La accompagnano lo spirito candido e umanitario di Edmondo De Amicis, ma qualcuno potrebbe considerarlo eccessivamente patriottico e guerrafondaio, un’ amata supplente ormai in pensione, un nonno ebreo dalla corporatura esile che era stato prete per salvarsi dalla guerra, una nonna brava, onesta e molto coraggiosa, atea convinta ma attenta a non minare la fede ebraica della sua unica nipote, un padre messo al mondo da un medico austriaco che aveva accolto una giovane ebrea.
Una vita come tante e unica nel suo genere, in attesa della cerimonia del Bat Mitzvah
, alle prese con domande inevase, spiegazioni nebulose, desideri infranti, un mondo adulto impegnato a imporre tradizioni vetuste e così impreparato e acerbo in alcune manifestazioni.
In pochi giorni Rachele attraversa l’ intera penisola, città, pianure, mare, Monti, frammenti di vite a cui non si è mai interessata, storie lontane che non ha mai conosciuto, passato, presente e futuro, con la sensazione di essere considerata un’ ebrea piccola e debole e non una ragazza decisa e intelligente.
Si chiede perché non può partecipare alla recita scolastica, in fondo non è una funzione religiosa, che cos’è quell’ appendice che continua a crescere nella testa del padre, e perché gli adulti non gliene parlano apertamente, alcuni di loro lèggono i suoi pensieri, ne anticipano i desideri ignorandone le parole.
Oggi, vigilia del nuovo secolo, quale relazione e commistione tra vita e tradizioni, quale contatto tra ebraismo, cristianesimo e ateismo?
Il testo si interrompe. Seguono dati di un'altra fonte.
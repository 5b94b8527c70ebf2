//! Piece windows covering a file's byte span

use crate::torrent::{FileSpan, PieceIndex};

/// Inclusive range of pieces covering one file.
///
/// `first_piece <= last_piece` always holds; empty files have no window.
#[derive(Debug, Clone, Copy, PartialEq, Eq)]
pub struct StreamWindow {
    pub file_index: usize,
    pub first_piece: PieceIndex,
    pub last_piece: PieceIndex,
}

impl StreamWindow {
    /// Number of pieces in the window.
    pub fn len(&self) -> u32 {
        self.last_piece.0 - self.first_piece.0 + 1
    }

    /// Always false; zero-length windows are never constructed.
    pub fn is_empty(&self) -> bool {
        false
    }

    pub fn contains(&self, piece: PieceIndex) -> bool {
        self.first_piece <= piece && piece <= self.last_piece
    }

    /// Pieces in ascending index order.
    pub fn pieces(&self) -> impl Iterator<Item = PieceIndex> + use<> {
        (self.first_piece.0..=self.last_piece.0).map(PieceIndex)
    }

    /// Same window, starting at `anchor` instead of the file's first piece.
    ///
    /// Returns `None` when `anchor` is outside the window.
    pub fn anchored_at(&self, anchor: PieceIndex) -> Option<StreamWindow> {
        self.contains(anchor).then_some(StreamWindow {
            first_piece: anchor,
            ..*self
        })
    }
}

/// Computes the piece window for a file at `offset` of `size` bytes.
///
/// `first_piece = offset / piece_size`,
/// `last_piece = (offset + size - 1) / piece_size`. Returns `None` for empty
/// files or a zero piece size.
pub fn compute_window(
    file_index: usize,
    offset: u64,
    size: u64,
    piece_size: u64,
) -> Option<StreamWindow> {
    if size == 0 || piece_size == 0 {
        return None;
    }

    Some(StreamWindow {
        file_index,
        first_piece: PieceIndex((offset / piece_size) as u32),
        last_piece: PieceIndex(((offset + size - 1) / piece_size) as u32),
    })
}

/// Converts a byte range within a file into the pieces that hold it.
///
/// `start..end` is file-relative and must be non-empty.
pub fn pieces_for_range(
    span: FileSpan,
    start: u64,
    end: u64,
    piece_size: u64,
) -> impl Iterator<Item = PieceIndex> {
    let first = (span.offset + start) / piece_size;
    let last = (span.offset + end.max(start + 1) - 1) / piece_size;
    (first as u32..=last as u32).map(PieceIndex)
}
In fondo nulla cambia, siamo tutti esseri umani, Rachele ricorda lo stupore di quando ancora bambina il nonno la fece entrare nel maestoso Duomo, sa che ha una nonna a cui piace la Messa non come espressione liturgica e di fede ma per lo spettacolo intrinseco, i canti e la musica, quella stessa nonna con una figlia che si è convertita all’ ebraismo, Rachele non condivide le rigide posizioni paterne.
Questa ragazzina è una commistione di storie e religioni, qualcos’altro nella propria unicità, i suoi desiderii sono profondamente umani, quella curiosità di esserci, partecipare, ascoltare e comprendere, amare ed essere amata, non rimanere sola al mondo, un desiderio che la spinge verso qualcuno che rimanga con lei, non un Dio ma un fratello, “ .. che stia con me quando tu non ci sarai più ...”
Una fiaba moderna nel cuore del Natale, troppa carne al fuoco e temi importanti non adeguatamente trattati, un’ ambientazione italiana frettolosa e in superficie, la solita abilità di penna, personaggi ben delineati, per un giudizio complessivo non completamente positivo, da questo autore legittimo attendersi altro.